How to improve retention with simple wellbeing tweaks

Staff retention is a challenge for the majority of schools, but according to one expert there are some simple tweaks that can help

Tes Editorial

Improve retention with wellbeing

A guest blog from Tes News wellbeing columnist Jo Steer

In June last year, figures published by the Department for Education showed a continuing decline in teacher retention from the previous year, in spite of government strategies aimed at solving this problem. 

Now, in 2020, we have a global pandemic on our hands, the effects of which – in terms of mental health and staff retention – remain to be seen.

What is clear is that there's still much to be done to keep teachers in teaching.

And while it’s by no means an easy job to ‘dress up’ these days, school leaders have perhaps a better chance than politicians, especially if they make some small but impactful adjustments.

So here are some simple changes that could help keep your staff happy, and in their jobs.

Ditch the high-effort, low-impact tasks

Workload is often cited as the primary reason for why teachers quit the profession, but it’s not just about the long hours, it’s about the type of work that staff are expected to do.

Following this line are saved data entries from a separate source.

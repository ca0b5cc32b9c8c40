//! Color tokens
//!
//! Categories carry an opaque color token (e.g. `bg-blue-500`). The core
//! never interprets it; this module maps tokens to hex codes and terminal
//! escapes for display.

use crate::reports::UtilizationBand;

/// Hex code used for any token not in the table
pub const FALLBACK_HEX: &str = "#3b82f6";

const TOKEN_HEX: &[(&str, &str)] = &[
    ("bg-blue-500", "#3b82f6"),
    ("bg-green-500", "#10b981"),
    ("bg-purple-500", "#8b5cf6"),
    ("bg-yellow-500", "#f59e0b"),
    ("bg-pink-500", "#ec4899"),
    ("bg-red-500", "#ef4444"),
    ("bg-indigo-500", "#6366f1"),
    ("bg-teal-500", "#14b8a6"),
    ("bg-orange-500", "#f97316"),
    ("bg-gray-500", "#6b7280"),
];

/// Tokens offered when creating a category
pub const CATEGORY_PALETTE: &[&str] = &[
    "bg-blue-500",
    "bg-green-500",
    "bg-purple-500",
    "bg-yellow-500",
    "bg-pink-500",
    "bg-red-500",
    "bg-indigo-500",
    "bg-teal-500",
    "bg-orange-500",
];

/// Hex code for a color token
pub fn token_hex(token: &str) -> &'static str {
    TOKEN_HEX
        .iter()
        .find(|(t, _)| *t == token)
        .map(|(_, hex)| *hex)
        .unwrap_or(FALLBACK_HEX)
}

/// Whether the token is one we know how to render
pub fn is_known_token(token: &str) -> bool {
    TOKEN_HEX.iter().any(|(t, _)| *t == token)
}

fn hex_rgb(hex: &str) -> (u8, u8, u8) {
    let channel = |range: std::ops::Range<usize>| {
        hex.get(range)
            .and_then(|s| u8::from_str_radix(s, 16).ok())
            .unwrap_or(0)
    };
    (channel(1..3), channel(3..5), channel(5..7))
}

/// Wrap `text` in a 24-bit foreground escape for the token's color
pub fn paint_token(text: &str, token: &str) -> String {
    let (r, g, b) = hex_rgb(token_hex(token));
    format!("\x1b[38;2;{};{};{}m{}\x1b[0m", r, g, b, text)
}

/// Wrap `text` in the escape for a utilization band (green, amber, red)
pub fn paint_band(text: &str, band: UtilizationBand) -> String {
    let code = match band {
        UtilizationBand::Ok => "32",
        UtilizationBand::Warning => "33",
        UtilizationBand::Over => "31",
    };
    format!("\x1b[{}m{}\x1b[0m", code, text)
}

#[cfg(test)]
mod tests {
    use super::*;

    #[test]
    fn test_known_and_unknown_tokens() {
        assert_eq!(token_hex("bg-red-500"), "#ef4444");
        assert_eq!(token_hex("bg-gray-500"), "#6b7280");
        assert_eq!(token_hex("chartreuse"), FALLBACK_HEX);
        assert!(is_known_token("bg-teal-500"));
        assert!(!is_known_token(""));
    }

    #[test]
    fn test_palette_tokens_are_known() {
        assert!(CATEGORY_PALETTE.iter().all(|t| is_known_token(t)));
    }

    #[test]
    fn test_paint() {
        assert_eq!(hex_rgb("#10b981"), (16, 185, 129));
        assert_eq!(paint_token("x", "bg-blue-500"), "\x1b[38;2;59;130;246mx\x1b[0m");
        assert_eq!(paint_band("x", UtilizationBand::Over), "\x1b[31mx\x1b[0m");
    }
}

If staff don’t believe in what they’re being asked to do  if they feel that their time is wasted on work that isn’t useful, necessary or beneficial, then bitterness and cynicism set in.

The answer? Get clued up about how much time your staff spend on different tasks and ditch or streamline the stuff that pulls down morale, without really making a difference to student outcomes.

A good place to begin is with something like marking, because it’s often one of the biggest drains on time and energy. Investigate, preferably as a team, how you might reduce the time required by staff without compromising the quality and effectiveness of the feedback.

A growing number of schools endorse a policy of ‘live marking’ as a workload reducer and wellbeing booster.

Meanwhile, a primary colleague of mine sings the praises of a marking system which relies on a simple symbol being written into student’s books. Each symbol relates to one of four "moving on" comments, photocopied from a single sheet and distributed to all each morning. Not only does this save hours of writing individualised comments each day but children actually seem to get more out of it. 

Listen to staff, continuously

Taking the time to speak to staff – on a personal as well as professional level – makes a big difference to how motivated they are at work. In terms of retention though, listening is even better.

Whether through termly drop-ins or anonymous questionnaires, scheduling time to gain honest feedback as to what’s working and what isn’t, is just priceless.

It gives staff a means of voicing concerns and it allows them to feel both heard and respected – things which seep into school culture if this happens frequently enough. Plus, it’s a chance to remedy problems (where that’s possible) rather than reading them in an exit interview. 

Develop non-negotiables surrounding wellbeing

If you’ve dipped your toe into honest feedback, you might have an idea of the things that really upset staff, day to day. Things like: three-hour staff meetings, PPA being ‘borrowed’, last-minute drop-ins, Sunday-night emails requiring a response, and so on.

Some of these things are more easily fixed than others and of course, one-off problems will always crop up. If they’re the norm, however, staff will often have one foot out of the door.

Thus, it pays to take a pro-active approach  to decide on a list of rules surrounding wellbeing, aimed at ensuring that the bigger problems happen rarely to never.

For example, make sure the staff meeting ends at 4.30pm, with any other business detailed in email. Or make it clear that there’s no expectation to respond to emails sent past 6pm or over the weekend.

What you decide to do depends on your staff and their particular wants and needs, so if you can make this a collaborative process, it’s going to have more impact and meaning.

Jo Steer is a wellbeing consultant working with schools. She is also a former teacher and Tes News columnist.